All American Poker is one of the most unusual video poker games you'll encounter. The Full House, Flush, and Straight all pay the same amount — 8-for-1 at full pay — and the Straight Flush pays a massive 200-for-1. This restructured pay table creates a game where strategy is radically different from Jacks or Better.
Full Pay All American returns 100.72%, making it one of the few positive-expectation video poker games. But playing it with JoB strategy will cost you about 1.5% in return.
Pay Table Structure
Here's what makes All American unique compared to JoB:
| Hand | All American (Full Pay) | Jacks or Better (9/6) |
|---|---|---|
| Royal Flush | 800 | 800 |
| Straight Flush | 200 | 50 |
| Four of a Kind | 40 | 25 |
| Full House | 8 | 9 |
| Flush | 8 | 6 |
| Straight | 8 | 4 |
| Three of a Kind | 3 | 3 |
| Two Pair | 1 | 2 |
| Jacks or Better | 1 | 1 |
Three things jump out:
- Straight Flush pays 4x what it does in JoB (200 vs 50)
- Straights pay double (8 vs 4)
- Two Pair drops to 1-for-1 — same tradeoff as Double Bonus
The equal payout for Full House, Flush, and Straight is what gives the game its character. In JoB, a Flush draw is always better than a Straight draw because Flushes pay more. In All American, they pay the same, so the number of outs is what matters.
Strategy: What Changes from JoB
The strategy differences are not subtle. All American requires a complete mental reset:
Straight Draws Are Much More Valuable
In JoB, you rarely break a low pair for a four-card Straight. In All American, an open-ended Straight draw (8 outs × $8 payout) often beats holding a low pair. Example:
Dealt: 5♠ 6♥ 7♣ 8♦ 3♠
- JoB play: hold nothing, draw 5
- All American play: hold 5-6-7-8, draw 1 (8 outs to a Straight paying 8-for-1)
Flush Draws Don't Dominate Straight Draws
In JoB, four to a Flush beats four to an open-ended Straight because Flushes pay 6 vs Straights at 4. In All American, both pay 8, so an open-ended Straight (8 outs) is comparable to a Flush draw (9 outs). The number of outs matters more than the type of draw.
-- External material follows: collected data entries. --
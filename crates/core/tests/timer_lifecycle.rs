//! Timer engine lifecycle tests
//!
//! Exercises the engine against an in-memory gateway: the persisted rows
//! are asserted directly, the way the session store would see them.

mod support;

use std::sync::Arc;
use std::time::Duration;

use pomora_core::{RefreshBus, TimerEngine, TimerNotification, TimerPhase};
use pomora_domain::{PomoraError, SessionKind, TimerConfig};
use support::{GatewayFailure, MockSessionGateway};

fn engine_with(gateway: MockSessionGateway) -> TimerEngine {
    TimerEngine::new(Arc::new(gateway), RefreshBus::new(), TimerConfig::default())
}

#[tokio::test]
async fn test_start_then_complete_immediately() {
    // Scenario: a pomodoro completed with no elapsed overtime.
    let gateway = MockSessionGateway::new();
    let engine = engine_with(gateway.clone());

    let created = engine.start().await.unwrap();
    assert_eq!(created.duration_secs, 1500);
    assert_eq!(created.kind, SessionKind::Pomodoro);

    let finalized = engine.complete().await.unwrap();
    assert!(finalized.completed);
    assert_eq!(finalized.extra_secs, 0);
    assert_eq!(finalized.pause_count, 0);
    assert_eq!(finalized.paused_secs, 0);
    assert!(finalized.ended_at.is_some());

    let snapshot = engine.snapshot().await;
    assert_eq!(snapshot.state.phase, TimerPhase::Idle);
    assert!(!snapshot.state.is_bound());
    assert_eq!(snapshot.state.remaining_secs, 1500);
}

#[tokio::test(start_paused = true)]
async fn test_overtime_accrues_and_is_notified_once() {
    // Scenario: a short break run 10 seconds past its planned duration.
    let gateway = MockSessionGateway::new();
    let engine = engine_with(gateway.clone());
    let mut notifications = engine.notifications();

    engine.change_kind(SessionKind::ShortBreak).await;
    engine.start().await.unwrap();

    // Virtual time: the 1 Hz ticker runs 300 planned + 10 overtime ticks.
    tokio::time::sleep(Duration::from_millis(310_500)).await;

    let snapshot = engine.snapshot().await;
    assert_eq!(snapshot.state.remaining_secs, -10);
    assert!(snapshot.state.overtime);
    assert!(snapshot.display.starts_with('-'));

    let finalized = engine.complete().await.unwrap();
    assert!(finalized.completed);
    assert_eq!(finalized.extra_secs, 10);

    assert_eq!(notifications.recv().await.unwrap(), TimerNotification::OvertimeEntered);
    // Exactly one overtime notification per session.
    assert!(notifications.try_recv().is_err());
}

#[tokio::test]
async fn test_pause_metrics_flow_into_the_patch() {
    let gateway = MockSessionGateway::new();
    let engine = engine_with(gateway.clone());

    engine.start().await.unwrap();
    engine.pause().await;
    assert_eq!(engine.snapshot().await.state.phase, TimerPhase::Paused);
    engine.resume().await;

    let finalized = engine.complete().await.unwrap();
    assert_eq!(finalized.pause_count, 1);
    // The pause was resumed immediately; no measurable paused time.
    assert_eq!(finalized.paused_secs, 0);
}

#[tokio::test]
async fn test_reset_on_idle_timer_is_a_no_op() {
    let gateway = MockSessionGateway::new();
    let engine = engine_with(gateway.clone());

    assert!(engine.reset().await.unwrap().is_none());
    assert!(gateway.rows().is_empty());
    assert_eq!(engine.snapshot().await.state.phase, TimerPhase::Idle);
}

#[tokio::test]
async fn test_reset_finalizes_incomplete() {
    let gateway = MockSessionGateway::new();
    let engine = engine_with(gateway.clone());

    engine.start().await.unwrap();
    let finalized = engine.reset().await.unwrap().unwrap();

    assert!(!finalized.completed);
    assert!(finalized.ended_at.is_some());
    assert_eq!(engine.snapshot().await.state.phase, TimerPhase::Idle);
}

#[tokio::test]
async fn test_start_is_rejected_while_active() {
    let gateway = MockSessionGateway::new();
    let engine = engine_with(gateway.clone());

    engine.start().await.unwrap();
    let err = engine.start().await.unwrap_err();
    assert!(matches!(err, PomoraError::InvalidInput(_)));
    assert_eq!(gateway.rows().len(), 1);
}

#[tokio::test]
async fn test_auth_rejection_on_start_leaves_state_unchanged() {
    let gateway = MockSessionGateway::new();
    gateway.fail_with(Some(GatewayFailure::Auth));
    let engine = engine_with(gateway.clone());
    let mut notifications = engine.notifications();

    let err = engine.start().await.unwrap_err();
    assert!(matches!(err, PomoraError::Auth(_)));

    let snapshot = engine.snapshot().await;
    assert_eq!(snapshot.state.phase, TimerPhase::Idle);
    assert!(!snapshot.state.is_bound());
    assert!(snapshot.state.auth_required);
    assert_eq!(notifications.recv().await.unwrap(), TimerNotification::AuthRequired);
    assert!(gateway.rows().is_empty());
}

#[tokio::test]
async fn test_transient_failure_on_complete_keeps_local_reset() {
    let gateway = MockSessionGateway::new();
    let engine = engine_with(gateway.clone());
    let mut notifications = engine.notifications();

    engine.start().await.unwrap();
    gateway.fail_with(Some(GatewayFailure::Network));

    let err = engine.complete().await.unwrap_err();
    assert!(matches!(err, PomoraError::Network(_)));

    // The local terminal transition committed before the write failed.
    let snapshot = engine.snapshot().await;
    assert_eq!(snapshot.state.phase, TimerPhase::Idle);
    assert!(!snapshot.state.auth_required);
    assert!(matches!(
        notifications.recv().await.unwrap(),
        TimerNotification::PersistFailed(_)
    ));
}

#[tokio::test]
async fn test_complete_fires_refresh_signal() {
    let gateway = MockSessionGateway::new();
    let refresh = RefreshBus::new();
    let mut refreshes = refresh.subscribe();
    let engine = TimerEngine::new(Arc::new(gateway), refresh.clone(), TimerConfig::default());

    engine.start().await.unwrap();
    engine.complete().await.unwrap();

    assert!(refreshes.recv().await.is_ok());
}

#[tokio::test]
async fn test_change_kind_completes_running_session_first() {
    let gateway = MockSessionGateway::new();
    let engine = engine_with(gateway.clone());

    engine.start().await.unwrap();
    engine.change_kind(SessionKind::ShortBreak).await;

    let rows = gateway.rows();
    assert_eq!(rows.len(), 1);
    assert!(rows[0].completed);

    let snapshot = engine.snapshot().await;
    assert_eq!(snapshot.state.kind, SessionKind::ShortBreak);
    assert_eq!(snapshot.state.remaining_secs, 300);
    assert_eq!(snapshot.state.phase, TimerPhase::Idle);
}

#[tokio::test]
async fn test_change_kind_resets_bound_paused_session() {
    let gateway = MockSessionGateway::new();
    let engine = engine_with(gateway.clone());

    engine.start().await.unwrap();
    engine.pause().await;
    engine.change_kind(SessionKind::LongBreak).await;

    let rows = gateway.rows();
    assert_eq!(rows.len(), 1);
    // Paused, not actively running: finalized as a reset.
    assert!(!rows[0].completed);
    assert_eq!(rows[0].pause_count, 1);

    let snapshot = engine.snapshot().await;
    assert_eq!(snapshot.state.kind, SessionKind::LongBreak);
    assert_eq!(snapshot.state.remaining_secs, 900);
}

#[tokio::test]
async fn test_change_kind_without_session_switches_immediately() {
    let gateway = MockSessionGateway::new();
    let engine = engine_with(gateway.clone());

    engine.change_kind(SessionKind::LongBreak).await;

    assert!(gateway.rows().is_empty());
    let snapshot = engine.snapshot().await;
    assert_eq!(snapshot.state.kind, SessionKind::LongBreak);
    assert_eq!(snapshot.state.remaining_secs, 900);
}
Straight Flush Draws Are Extremely Valuable
At 200-for-1, even a three-card Straight Flush can be worth holding. Example:
Dealt: 7♥ 8♥ 9♥ K♣ 2♦
- JoB play: hold nothing (or the King)
- All American play: hold 7♥-8♥-9♥ (drawing to a 200-for-1 Straight Flush, with Straight and Flush fallbacks both paying 8)
Two Pair: Hold It, But Know It Hurts
Two Pair only pays 1-for-1, same as a pair of Jacks. You still hold Two Pair (the chance of improving to a Full House is worth it), but this is the main source of the game's volatility. You'll win a lot of hands that don't feel like wins.
Simplified Strategy Priority
- Royal Flush, Straight Flush, Four of a Kind
- Four to a Royal Flush
- Full House, Flush, Straight
- Three of a Kind
- Four to a Straight Flush
- Two Pair
- Four to a Flush
- Four to an open-ended Straight
- High Pair (Jacks or Better)
- Three to a Royal Flush
- Three to a Straight Flush
- Low Pair
- Four to an inside Straight
- Two suited high cards
Notice that four to an open-ended Straight ranks above a High Pair — the opposite of JoB. And four to a Flush only barely edges out four to a Straight.
Pay Table Variants
| Hand | Full Pay 8/8/8 | 8/8/6 | 6/6/6 |
|---|---|---|---|
| Full House | 8 | 8 | 6 |
| Flush | 8 | 8 | 6 |
| Straight | 8 | 6 | 6 |
| RTP | 100.72% | 99.60% | 96.55% |
The 8/8/6 version (Straight reduced to 6) is the most common playable variant at 99.60%. The 6/6/6 drops to 96.55% and should be avoided.
Bottom Line
All American is a genuinely different video poker experience. The equal payouts for Full House, Flush, and Straight create strategy decisions that feel wrong if you're used to JoB — breaking pairs for Straight draws, treating Flush and Straight draws equally, holding three-card Straight Flush draws. Learn the strategy separately. If you use JoB instincts, you'll erase the mathematical edge.